" (...)
Cantando amor, os poetas na noite
Repensam a tarefa de pensar o mundo.
E podeis crer que há muito mais vigor
No lirismo aparente
No amante Fazedor da palavra

Do que na mão que esmaga."

Hilda Hilst

Se gostou, volte sempre!!!!

quinta-feira, 30 de junho de 2011

OSSOS DO ARTIFÍCIO: Crônicas urbanas





OLHAR SEMPRE O PRÓPRIO UMBIGO DÁ MEDO...

Direcionar o olhar pra cidade a fim de fazer uma crônica é como sair de dentro de mim e vaguear acima do próprio corpo – tornar-me apenas um espectro ou alma, como queiram – para somente observar pessoas e comportamentos; o que não me isenta em absoluto de eu mesma ser também objeto da minha própria observação. O meu olhar é devorador e incisivo e nem eu escapo de mim, estejam certos.

Às vezes, meu umbigo dói e eu não sei bem porquê. Dizem que ovo duro e banana podem provocar esse desconforto bem no centro do corpo. Talvez, sim; não discuto com a medicina popular. Não raras as vezes ela acerta mais do que renomados doutores. Vai lá saber.

Meu umbigo, entretanto, dói independente do que tenha comido no dia ou na véspera. Confesso que não sou muito chegada em ovo cozido e nem em banana, aliás fruta passou longe do meu cardápio. Sou o melhor exemplo de alimentação não-saudável. Guardo essa rebeldia intrínseca de quem ama burlar as normas pré-estabelecidas. Vai ver por isso estou sempre em pé de guerra com o status quo. E com a balança, é claro. Não só esta que pesa nossos quilos no corpo, mas também as que ponderam nossos quilos na alma.

E fico sempre com essa sensação indigesta de que quanto mais fixo o olhar em meu próprio umbigo, mais minha alma infla e começa a flutuar alguns palmos acima da minha cabeça. É uma sensação bastante incômoda: o descompasso entre corpo e alma. O desejo acima das necessidades e satisfações do ser.

Vivo em uma cidade que morre de medo. Como qualquer outra metrópole do planeta, seja na América do Sul ou na Ásia. O medo está catalogado no código genético do homem urbano. Raro encontrar alguém que ainda não tenha manifestado tal propriedade. Ou impropriedade.

Viver numa grande metrópole implica riscos. E ninguém está salvaguardado, infelizmente. Todos na chuva e bem molhados, ainda que dentro de belas mansões ou carros importados. O medo é muito democrático e socialista, quem diria! Sente medo quem está neste instante numa Lan House no alto do Morro do Cantagalo no Rio de Janeiro, como quem se encontra em Beverly Hills na clínica de cirurgia plástica do Dr. Hollywood, almejando a juventude eterna.
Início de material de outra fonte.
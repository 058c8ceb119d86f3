use thiserror::Error;

pub type LoadResult<T> = Result<T, LoadError>;

/// Why a content tier failed. The loader logs these and moves on to the next tier.
#[derive(Error, Debug)]
pub enum LoadError {
    #[error("HTTP error {status} for {url}")]
    Http {
        url: String,
        status: reqwest::StatusCode,
    },

    #[error("Request failed: {0}")]
    Request(#[from] reqwest::Error),

    #[error("Could not decode response from {url}: {source}")]
    Decode {
        url: String,
        #[source]
        source: serde_json::Error,
    },

    #[error("Tier not configured: {0}")]
    NotConfigured(&'static str),

    #[error("Invalid URL: {0}")]
    InvalidUrl(#[from] url::ParseError),

    #[error("Max retries exceeded for {0}")]
    RetriesExhausted(String),
}
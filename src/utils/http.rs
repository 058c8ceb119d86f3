use reqwest::{Client, ClientBuilder, Response};
use serde_json::Value;
use std::time::Duration;
use tokio::time::sleep;
use tracing::{error, warn};

use crate::config::HttpConfig;
use crate::error::{LoadError, LoadResult};

pub fn create_client(config: &HttpConfig) -> reqwest::Result<Client> {
    ClientBuilder::new()
        .user_agent(config.user_agent.as_str())
        .timeout(Duration::from_secs(config.timeout_secs))
        .pool_max_idle_per_host(6)
        .build()
}

pub async fn fetch_with_retry(client: &Client, url: &str, max_retries: u32) -> LoadResult<Response> {
    let max_retries = max_retries.max(1);
    let mut attempts = 0;
    let mut last_error = None;

    while attempts < max_retries {
        match client.get(url).send().await {
            Ok(response) => {
                if response.status().is_success() {
                    return Ok(response);
                }
                let status = response.status();
                warn!("HTTP error {}: {}", status, url);
                last_error = Some(LoadError::Http {
                    url: url.to_string(),
                    status,
                });
            }
            Err(e) => {
                error!("Request failed for {}: {}", url, e);
                last_error = Some(e.into());
            }
        }

        attempts += 1;
        if attempts < max_retries {
            let delay = Duration::from_secs(2u64.pow(attempts));
            warn!("Retrying in {:?}... (attempt {}/{})", delay, attempts + 1, max_retries);
            sleep(delay).await;
        }
    }

    Err(last_error.unwrap_or_else(|| LoadError::RetriesExhausted(url.to_string())))
}

/// GET a JSON document. Decoding failures are reported with the URL attached.
pub async fn fetch_json(client: &Client, url: &str, max_retries: u32) -> LoadResult<Value> {
    let response = fetch_with_retry(client, url, max_retries).await?;
    let body = response.bytes().await?;
    serde_json::from_slice(&body).map_err(|source| LoadError::Decode {
        url: url.to_string(),
        source,
    })
}

/// GET a JSON array of row objects. Anything other than an array is a decode failure.
pub async fn fetch_rows(client: &Client, url: &str, max_retries: u32) -> LoadResult<Vec<Value>> {
    match fetch_json(client, url, max_retries).await? {
        Value::Array(rows) => Ok(rows),
        other => Err(LoadError::Decode {
            url: url.to_string(),
            source: serde::de::Error::custom(format!(
                "expected an array of rows, got {}",
                json_kind(&other)
            )),
        }),
    }
}

fn json_kind(value: &Value) -> &'static str {
    match value {
        Value::Null => "null",
        Value::Bool(_) => "a boolean",
        Value::Number(_) => "a number",
        Value::String(_) => "a string",
        Value::Array(_) => "an array",
        Value::Object(_) => "an object",
    }
}
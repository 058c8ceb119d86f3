use crate::models::{
    CatalogItem, ConfigCar, ConfigDelivery, DeliveryItem, RawCar, RawDelivery, SheetCarRow,
    SheetDeliveryRow,
};
use crate::parsers::{clean_text, match_key, parse_price, parse_year, resolve_image};

/// Map a raw car record onto the canonical item. Total: never fails, never drops.
pub fn normalize_car(raw: &RawCar) -> CatalogItem {
    match raw {
        RawCar::Sheet(row) => from_sheet_row(row),
        RawCar::Local(car) | RawCar::Embedded(car) => from_config_car(car),
    }
}

pub fn normalize_delivery(raw: &RawDelivery) -> DeliveryItem {
    match raw {
        RawDelivery::Sheet(SheetDeliveryRow { caption, image_url }) => {
            build_delivery(caption.as_deref(), image_url.as_deref())
        }
        RawDelivery::Local(ConfigDelivery { src, caption })
        | RawDelivery::Embedded(ConfigDelivery { src, caption }) => {
            build_delivery(caption.as_deref(), src.as_deref())
        }
    }
}

fn from_sheet_row(row: &SheetCarRow) -> CatalogItem {
    build_car(CarFields {
        name: row.name.as_deref(),
        brand: row.brand.as_deref(),
        category: row.category.as_deref(),
        year: row.year.as_deref(),
        image: row.image_url.as_deref(),
        price: row.market_price.as_deref(),
    })
}

fn from_config_car(car: &ConfigCar) -> CatalogItem {
    build_car(CarFields {
        name: car.name.as_deref(),
        brand: car.brand.as_deref(),
        category: car.category.as_deref(),
        year: car.year.as_deref(),
        image: car.src.as_deref(),
        price: car.price.as_deref(),
    })
}

struct CarFields<'a> {
    name: Option<&'a str>,
    brand: Option<&'a str>,
    category: Option<&'a str>,
    year: Option<&'a str>,
    image: Option<&'a str>,
    price: Option<&'a str>,
}

fn build_car(fields: CarFields<'_>) -> CatalogItem {
    let brand = text_field(fields.brand);
    let category = text_field(fields.category);
    let image = resolve_image(fields.image.unwrap_or_default());
    let market_price_raw = text_field(fields.price);

    CatalogItem {
        name: text_field(fields.name),
        brand_key: brand.as_deref().map(match_key).unwrap_or_default(),
        category_key: category.as_deref().map(match_key).unwrap_or_default(),
        brand,
        category,
        year: fields.year.and_then(parse_year),
        image_source: image.source,
        image_candidates: image.candidates,
        market_price: market_price_raw.as_deref().and_then(parse_price),
        market_price_raw,
    }
}

fn build_delivery(caption: Option<&str>, image: Option<&str>) -> DeliveryItem {
    let image = resolve_image(image.unwrap_or_default());
    DeliveryItem {
        caption: text_field(caption),
        image_source: image.source,
        image_candidates: image.candidates,
    }
}

fn text_field(value: Option<&str>) -> Option<String> {
    value.map(clean_text).filter(|s| !s.is_empty())
}

#[cfg(test)]
mod tests {
    use super::*;
    use pretty_assertions::assert_eq;
    use serde_json::json;

    fn sheet(value: serde_json::Value) -> RawCar {
        RawCar::Sheet(serde_json::from_value(value).unwrap())
    }

    #[test]
    fn test_land_cruiser_example() {
        let item = normalize_car(&sheet(json!({
            "Name": "Land Cruiser",
            "Brand": "Toyota",
            "Year": "2024",
            "ImageURL": "https://drive.google.com/file/d/ABCDEFGHIJKLMNOPQRSTUVWXY0123/view"
        })));

        let direct = "https://drive.google.com/uc?export=view&id=ABCDEFGHIJKLMNOPQRSTUVWXY0123";
        assert_eq!(item.name.as_deref(), Some("Land Cruiser"));
        assert_eq!(item.brand.as_deref(), Some("Toyota"));
        assert_eq!(item.year, Some(2024));
        assert_eq!(item.image_source, direct);
        assert_eq!(
            item.image_candidates,
            vec![
                direct.to_string(),
                "https://drive.google.com/thumbnail?id=ABCDEFGHIJKLMNOPQRSTUVWXY0123&sz=w2000"
                    .to_string(),
                "https://lh3.googleusercontent.com/d/ABCDEFGHIJKLMNOPQRSTUVWXY0123=w2000"
                    .to_string(),
            ]
        );
        assert_eq!(item.category, None);
        assert_eq!(item.brand_key, "toyota");
        assert_eq!(item.category_key, "");
    }

    #[test]
    fn test_match_keys_and_price() {
        let item = normalize_car(&RawCar::Local(ConfigCar {
            brand: Some("  Mitsubishi  Fuso ".into()),
            category: Some("Truck".into()),
            price: Some("$18,400".into()),
            ..Default::default()
        }));
        assert_eq!(item.brand.as_deref(), Some("Mitsubishi Fuso"));
        assert_eq!(item.brand_key, "mitsubishi fuso");
        assert_eq!(item.category_key, "truck");
        assert_eq!(item.market_price_raw.as_deref(), Some("$18,400"));
        assert_eq!(item.market_price, Some(18400.0));
    }

    #[test]
    fn test_missing_fields_are_absent() {
        let item = normalize_car(&sheet(json!({"Year": "  ", "MarketPrice": "TBA"})));
        assert_eq!(item.year, None);
        assert_eq!(item.market_price, None);
        assert_eq!(item.market_price_raw.as_deref(), Some("TBA"));
        assert_eq!(item.image_source, "");
        assert!(item.image_candidates.is_empty());
    }

    #[test]
    fn test_delivery_from_each_tier() {
        let from_sheet = normalize_delivery(&RawDelivery::Sheet(SheetDeliveryRow {
            caption: Some("Delivered — Kampala".into()),
            image_url: Some("https://example.com/k.jpg".into()),
        }));
        let from_config = normalize_delivery(&RawDelivery::Embedded(ConfigDelivery {
            caption: Some("Delivered — Kampala".into()),
            src: Some("https://example.com/k.jpg".into()),
        }));
        assert_eq!(from_sheet, from_config);
        assert_eq!(from_sheet.image_source, "https://example.com/k.jpg");
    }
}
É, não tem escapatória. O medo nivela por baixo mesmo. Ou por alto – e se você estiver dentro de uma aeronave rumando para Cancún ou Punta Del Leste com o objetivo de arriscar a sorte num cassino? Sentimos medo em qualquer situação; até quando achamos que estamos numa boa, ‘curtindo a vida adoidado’ também sentimos medo. Um medo inconsciente que não nos paralisa, mas nos deixa arredios, matreiros em relação ao outro e quem sabe até com a gente mesmo.

Sentimos medo de tudo. Barata, rato (argh!!!!), cheque sem fundos, altura, gilete, faca, tesoura, o menino no sinal de trânsito, os pardais do DETRAN para marcarem os infratores, o teclado do PC, palavras que não vêm à cabeça quando precisamos ou aquelas que não saem nem com reza braba, caralho!

Viver é sentir medo. Absurdo é não ter medo ou ter medo do próprio medo. Um dia ouvi de um rapaz muito especial: “é importante sentir medo para que possamos saber quem somos de verdade e assim podermos enfrentar nossos medos.” Ah, como eu tive medo desse cara...uh, lá,lá... Fico pensando: será que ele teve algum medo de mim?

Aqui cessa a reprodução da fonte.